La búsqueda del tener como meta y el olvido del ser como fin representa unas de las herencias más letales que nos ha dejado el capitalismo. El revolucionario comunero y socialista –como tránsito y por ahora- tiene que enfrentarse a este veneno capitalista para crear canales de comunicación que le permita inculturar los valores de la vida en común como objetivo y modelo a pesar de los obstáculos. Esta tarea exige que no toleremos estructuras capitalistas bajo un discurso socialista. Un socialista debe mantener, no sólo un discurso socialista sino una forma de vida coherente con el discurso. Si tiene una empresa, esta debe ser de propiedad social, nada nuevo, ya lo hizo Roberto Owen y por supuesto no se las daba de revolucionario come candela, un revolucionario socialista no debe tener asalariados que trabajen para él sino compañeros y compañeras, todo lo demás ya lo hace –y muy bien- el capitalismo. De usurpar y apropiarse del plusvalor generado por el trabajo del asalariado saben mucho más y lo hacen mejor los viejos capitalistas que estos “revolucionarios” disfrazados. Así que nada de presentarnos como revolucionarios puristas y mantener estructuras groseramente capitalistas. ¡Fuera careta!
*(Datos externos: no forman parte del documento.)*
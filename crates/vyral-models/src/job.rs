//! Job request and outcome definitions.

use schemars::JsonSchema;
use serde::{Deserialize, Serialize};
use serde_json::Value;
use std::fmt;

use crate::{JobStatus, Operation};

/// Parameter bag carried by a job request.
pub type Params = serde_json::Map<String, Value>;

/// Caller-supplied job identifier, echoed back unmodified.
#[derive(Debug, Clone, PartialEq, Eq, Hash, Serialize, Deserialize, JsonSchema)]
#[serde(transparent)]
pub struct JobId(pub String);

impl JobId {
    /// Create from an existing string.
    pub fn from_string(s: impl Into<String>) -> Self {
        Self(s.into())
    }

    /// Get the inner string.
    pub fn as_str(&self) -> &str {
        &self.0
    }
}

impl fmt::Display for JobId {
    fn fmt(&self, f: &mut fmt::Formatter<'_>) -> fmt::Result {
        write!(f, "{}", self.0)
    }
}

/// A single orchestration request.
///
/// Built once per incoming HTTP request and owned by the orchestrator for
/// the duration of that request. Never persisted.
#[derive(Debug, Clone, PartialEq, Serialize, Deserialize, JsonSchema)]
pub struct JobRequest {
    /// Operation to run
    pub operation: Operation,
    /// Operation-specific fields (key order is irrelevant)
    #[serde(default)]
    pub params: Params,
    /// Opaque caller job identifier
    #[serde(default, skip_serializing_if = "Option::is_none")]
    pub job_id: Option<JobId>,
    /// Endpoint notified with the outcome
    #[serde(default, skip_serializing_if = "Option::is_none")]
    pub webhook_url: Option<String>,
}

impl JobRequest {
    /// Create a request without job id or webhook.
    pub fn new(operation: Operation, params: Params) -> Self {
        Self {
            operation,
            params,
            job_id: None,
            webhook_url: None,
        }
    }

    /// Split a flat JSON request body into envelope fields and params.
    ///
    /// `job_id` and `webhook_url` are lifted out of the body; every other
    /// key becomes a parameter. A numeric `job_id` is kept as its string
    /// form.
    pub fn from_body(operation: Operation, body: Value) -> Result<Self, String> {
        let mut params = match body {
            Value::Object(map) => map,
            Value::Null => Params::new(),
            _ => return Err("Request body must be a JSON object".to_string()),
        };

        let job_id = match params.remove("job_id") {
            None | Some(Value::Null) => None,
            Some(Value::String(s)) => Some(JobId(s)),
            Some(Value::Number(n)) => Some(JobId(n.to_string())),
            Some(_) => return Err("job_id must be a string".to_string()),
        };

        let webhook_url = match params.remove("webhook_url") {
            None | Some(Value::Null) => None,
            Some(Value::String(s)) if s.trim().is_empty() => None,
            Some(Value::String(s)) => Some(s),
            Some(_) => return Err("webhook_url must be a string".to_string()),
        };

        Ok(Self {
            operation,
            params,
            job_id,
            webhook_url,
        })
    }

    pub fn with_job_id(mut self, job_id: impl Into<String>) -> Self {
        self.job_id = Some(JobId(job_id.into()));
        self
    }

    pub fn with_webhook_url(mut self, url: impl Into<String>) -> Self {
        self.webhook_url = Some(url.into());
        self
    }

    /// Get a parameter, treating JSON `null` as absent.
    pub fn param(&self, key: &str) -> Option<&Value> {
        self.params.get(key).filter(|v| !v.is_null())
    }

    /// Get a string parameter.
    pub fn str_param(&self, key: &str) -> Option<&str> {
        self.param(key).and_then(Value::as_str)
    }

    /// Get an array of strings, skipping non-string items.
    pub fn str_list_param(&self, key: &str) -> Vec<String> {
        self.param(key)
            .and_then(Value::as_array)
            .map(|items| {
                items
                    .iter()
                    .filter_map(Value::as_str)
                    .map(str::to_string)
                    .collect()
            })
            .unwrap_or_default()
    }

    /// Names of required fields that are absent or empty.
    ///
    /// A field counts as missing when it is absent, `null`, `false` or an
    /// empty string.
    pub fn missing_fields<'a>(&self, required: &[&'a str]) -> Vec<&'a str> {
        required
            .iter()
            .copied()
            .filter(|field| match self.param(field) {
                None => true,
                Some(Value::String(s)) => s.is_empty(),
                Some(Value::Bool(b)) => !b,
                Some(_) => false,
            })
            .collect()
    }

    /// Subset of params used to compute the cache fingerprint.
    ///
    /// Absent and `null` fields are left out so that omitting a field and
    /// sending it as `null` produce the same key.
    pub fn cache_params(&self, fields: &[&str]) -> Params {
        fields
            .iter()
            .filter_map(|field| {
                self.param(field)
                    .map(|value| ((*field).to_string(), value.clone()))
            })
            .collect()
    }
}

/// Terminal record of a job, delivered to both the caller and the webhook.
#[derive(Debug, Clone, PartialEq, Serialize, Deserialize, JsonSchema)]
pub struct JobOutcome {
    /// Job id echoed from the request
    pub job_id: Option<JobId>,
    /// Completed or failed
    pub status: JobStatus,
    /// Result payload on success
    #[serde(default, skip_serializing_if = "Option::is_none")]
    pub result: Option<Value>,
    /// Human-readable error on failure
    #[serde(default, skip_serializing_if = "Option::is_none")]
    pub error: Option<String>,
}

impl JobOutcome {
    pub fn completed(job_id: Option<JobId>, result: Value) -> Self {
        Self {
            job_id,
            status: JobStatus::Completed,
            result: Some(result),
            error: None,
        }
    }

    pub fn failed(job_id: Option<JobId>, error: impl Into<String>) -> Self {
        Self {
            job_id,
            status: JobStatus::Failed,
            result: None,
            error: Some(error.into()),
        }
    }

    pub fn is_completed(&self) -> bool {
        self.status == JobStatus::Completed
    }
}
Debemos recuperar la reflexión humanista, el parón espiritual a que nos ha sometido el capitalismo ha tenido graves consecuencias en nosotros. Algunas de ellas son visibles y se manifiestan en la búsqueda ciega del mejoramiento económico particular o en la infructuosa persecución de una paz que por los medios materiales nunca alcanzaremos. Sólo en la paz compartida, en el bien compartido y en la solicitud por el prójimo encontraremos la paz tan ansiada. Flagelos como la droga o el alcoholismo entre nuestros jóvenes son un grito angustiado de un ser humano roto, víctima de las fuerzas que lo alienan y le enajenan la experiencia luminosa de la vida comunitaria.
Debemos atrevernos a construir, dentro de nuestras posibilidades y nuestras fuerzas, ese mundo que queremos. La comuna debe ser ese lugar privilegiado para hacerlo. Construyamos con la verdad de los más sagrados principios del humanismo en lo pequeño, en lo que está a nuestro alcance y podremos decir con Hermes Trimegisto: “Igual arriba que abajo, igual en lo grande como en lo pequeño”, o con Jesús de Nazareth: “El que es fiel en lo pequeño también lo será en lo grande”. Hagamos socialismo. Hagamos socialismo comunitario en pos de un futuro comunista. Hagamos socialismo de base, de comunidad. Hagámoslo ahora, aquí, con lo que tenemos y el ejemplo irá cundiendo. Si cada uno de nosotros hace lo suyo el resultado no tardaremos en verlo. Detrás de nosotros y apoyándonos en nuestro esfuerzo está un gobierno revolucionario con un hombre como Hugo Chávez a la cabeza. Dejemos de quejarnos por lo que no hacen otros y hagamos nosotros… ¡todo lo que podemos! Nuestro ejemplo será tan luminoso y contundente que volarán las caretas.